There was this PBT2 paper published 2 weeks ago, no comments from the management. I still think that PBT2 is alive and that we will get some info about it soon. Perhaps they had to take the 17M because negotiations with big pharma were not progressing well. PBT2 is expensive and it needs to be IMO. Just my speculation.

ACS Infect Dis

. 2021 Jul 14.

doi: 10.1021/acsinfecdis.0c00887. Online ahead of print.

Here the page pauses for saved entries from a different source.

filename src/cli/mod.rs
//! CLI commands
//!
//! Command implementations for the `seed` binary.

mod auth;
mod broadcast;
mod progress;
mod proposals;
pub mod style;

pub use auth::run_auth;
pub use broadcast::run_broadcast;
pub use proposals::{run_proposals, ProposalArgs};

use issue_seeder::config::RunConfig;
use issue_seeder::error::{Error, Result};
use std::io::IsTerminal;

/// Options shared by every command
#[derive(Debug, Clone)]
pub struct GlobalOptions {
    /// Pacing and dry-run settings
    pub run: RunConfig,
    /// REST API base URL
    pub api_url: String,
    /// Skip the confirmation prompt
    pub assume_yes: bool,
    /// Print each reconciliation step
    pub verbose: bool,
}

/// Ask before a run that would create issues
///
/// Only asks on an interactive terminal; dry runs and `--yes` never ask.
fn confirm_creation(options: &GlobalOptions, count: usize, destination: &str) -> Result<bool> {
    if options.run.dry_run || options.assume_yes || !std::io::stdin().is_terminal() {
        return Ok(true);
    }

    dialoguer::Confirm::new()
        .with_prompt(format!(
            "Ensure {count} issue{} exist{} on {destination}?",
            if count == 1 { "" } else { "s" },
            if count == 1 { "s" } else { "" }
        ))
        .default(false)
        .interact()
        .map_err(|e| Error::Io(std::io::Error::other(e)))
}
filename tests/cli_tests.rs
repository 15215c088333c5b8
//! Binary tests for startup failures that never reach the network

use assert_cmd::Command;
use predicates::prelude::*;
use std::fs;
use tempfile::TempDir;

const VALID_TEMPLATE: &str = "---\ntitle: Join the hackathon\nlabels:\n  - announcement\n---\nCome build with us.\n";

/// `seed` in an empty directory with no credentials and no `gh` on PATH
fn seed(dir: &TempDir) -> Command {
    let mut cmd = Command::cargo_bin("seed").unwrap();
    cmd.current_dir(dir.path())
        .env("PATH", "")
        .env_remove("GITHUB_TOKEN")
        .env_remove("GH_TOKEN")
        .env_remove("ISSUE_TEMPLATE_PATH")
        .env_remove("SOURCE_REPO")
        .env_remove("EXCEL_FILE_PATH")
        .env_remove("GITHUB_API_URL")
        .env_remove("DELAY_BETWEEN_REQUESTS")
        .env_remove("DRY_RUN")
        .env_remove("RUST_LOG");
    cmd
}

#[test]
fn test_missing_token_is_fatal() {
    let dir = TempDir::new().unwrap();
    fs::write(dir.path().join("issue-template.md"), VALID_TEMPLATE).unwrap();

    seed(&dir)
        .arg("broadcast")
        .assert()
        .failure()
        .stderr(predicate::str::contains("GITHUB_TOKEN is not set"));
}

#[test]
fn test_blank_token_counts_as_missing() {
    let dir = TempDir::new().unwrap();
    fs::write(dir.path().join("issue-template.md"), VALID_TEMPLATE).unwrap();

    seed(&dir)
        .env("GITHUB_TOKEN", "   ")
        .args(["broadcast", "--dry-run"])
        .assert()
        .failure()
        .stderr(predicate::str::contains("GITHUB_TOKEN is not set"));
}

#[test]
fn test_dry_run_env_accepts_boolish_values() {
    let dir = TempDir::new().unwrap();
    fs::write(dir.path().join("issue-template.md"), VALID_TEMPLATE).unwrap();

    for value in ["1", "yes", "TRUE", "on", "0", "false"] {
        // Parsing succeeds, so the run stops at the missing credential
        // instead of with a usage error.
        seed(&dir)
            .env("DRY_RUN", value)
            .arg("broadcast")
            .assert()
            .code(1)
            .stderr(predicate::str::contains("GITHUB_TOKEN is not set"));
    }
}

#[test]
fn test_template_without_front_matter_is_fatal() {
    let dir = TempDir::new().unwrap();
    fs::write(dir.path().join("issue-template.md"), "just a body\n").unwrap();

    seed(&dir)
        .env("GITHUB_TOKEN", "unused")
        .arg("broadcast")
        .assert()
        .failure()
        .stderr(predicate::str::contains("malformed template"));
}

#[test]
fn test_missing_template_is_fatal() {
    let dir = TempDir::new().unwrap();

    seed(&dir)
        .env("GITHUB_TOKEN", "unused")
        .args(["broadcast", "--template", "nowhere.md"])
        .assert()
        .failure()
        .stderr(predicate::str::contains("malformed template"));
}

#[test]
fn test_invalid_source_repository_is_fatal() {
    let dir = TempDir::new().unwrap();
    fs::write(dir.path().join("issue-template.md"), VALID_TEMPLATE).unwrap();

    seed(&dir)
        .env("GITHUB_TOKEN", "unused")
        .args(["broadcast", "--source", "not-a-repo"])
        .assert()
        .failure()
        .stderr(predicate::str::contains("owner/name"));
}

#[test]
fn test_missing_spreadsheet_is_fatal() {
    let dir = TempDir::new().unwrap();

    seed(&dir)
        .env("GITHUB_TOKEN", "unused")
        .args(["proposals", "--spreadsheet", "ideas.xlsx", "--repo", "ideas"])
        .assert()
        .failure()
        .stderr(predicate::str::contains("spreadsheet error"));
}

#[test]
fn test_inverted_row_range_is_fatal() {
    let dir = TempDir::new().unwrap();

    seed(&dir)
        .args([
            "proposals",
            "--spreadsheet",
            "ideas.xlsx",
            "--repo",
            "ideas",
            "--start",
            "10",
            "--end",
            "2",
        ])
        .assert()
        .failure()
        .stderr(predicate::str::contains("row range"));
}

#[test]
fn test_invalid_delay_is_rejected() {
    let dir = TempDir::new().unwrap();
    fs::write(dir.path().join("issue-template.md"), VALID_TEMPLATE).unwrap();

    seed(&dir)
        .env("DELAY_BETWEEN_REQUESTS", "soon")
        .arg("broadcast")
        .assert()
        .failure();
}

#[test]
fn test_auth_setup_explains_token() {
    let dir = TempDir::new().unwrap();

    seed(&dir)
        .args(["auth", "setup"])
        .assert()
        .success()
        .stdout(predicate::str::contains("GITHUB_TOKEN"));
}
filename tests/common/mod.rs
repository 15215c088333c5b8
//! Shared test utilities

pub mod fixtures;
pub mod mock_tracker;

Disruption of Metallostasis in the Anaerobic Human Pathogen Fusobacterium nucleatum by the Zinc Ionophore PBT2

Essie M Van Zuylen ¹, Scott A Ferguson ¹, Alan Hughes ¹, David Rennison ², Margaret A Brimble ^{2 3}, Gregory M Cook ^{1 3}

Affiliations expand

• PMID: 34259502

DOI: 10.1021/acsinfecdis.0c00887

Abstract

The Gram-negative anaerobe Fusobacterium nucleatum is an opportunistic human pathogen, most frequently associated with periodontal disease through dental biofilm formation and, increasingly, with colorectal cancer development and progression. F. nucleatum infections are routinely treated by broad-spectrum β-lactam antibiotics and metronidazole. However, these antibiotics can negatively impact the normal microflora. Therefore, the development of novel narrow-spectrum antimicrobials active against anaerobic pathogens is of great interest. Here, we examined the antimicrobial Zn ionophore PBT2, an 8-hydroxyquinoline analogue with metal chelating properties, against a single type isolate F. nucleatum ATCC 25586. PBT2-Zn was a potent inhibitor of growth and exhibited synergistic bactericidal (>3-log₁₀ killing) activity at 5× MIC in planktonic cells, and at the MIC in biofilms grown in vitro. Physiological and transcriptional analyses uncovered a strong cellular response relating to Zn and Fe homeostasis in PBT2-Zn treated cells across subinhibitory and inhibitory concentrations. At 1× MIC, PBT2 alone induced a 3.75-fold increase in intracellular Zn, whereas PBT2-Zn challenge induced a 19-fold accumulation of intracellular Zn after 2 h. A corresponding 2.1-fold loss of Fe was observed at 1× MIC. Transcriptional analyses after subinhibitory PBT2-Zn challenge (0.125 μg/mL and 200 μM ZnSO₄) revealed significant differential expression of 15 genes at 0.5 h, and 12 genes at 1 h. Upregulated genes included those with roles in Zn homeostasis (e.g., a Zn-transporting ATPase and the Zn-sensing transcriptional regulator, smtB) and hemin transport (hmuTUV) to re-establish Fe homeostasis. A concentration-dependent protective effect was observed for cells pretreated with hemin (50 μg/mL) prior to PBT2-Zn challenge. The data presented here supports our proposal that targeting the disruption of metallostasis by Zn-translocating ionophores is a strategy worth investigating further for the treatment of Gram-negative anaerobic pathogens.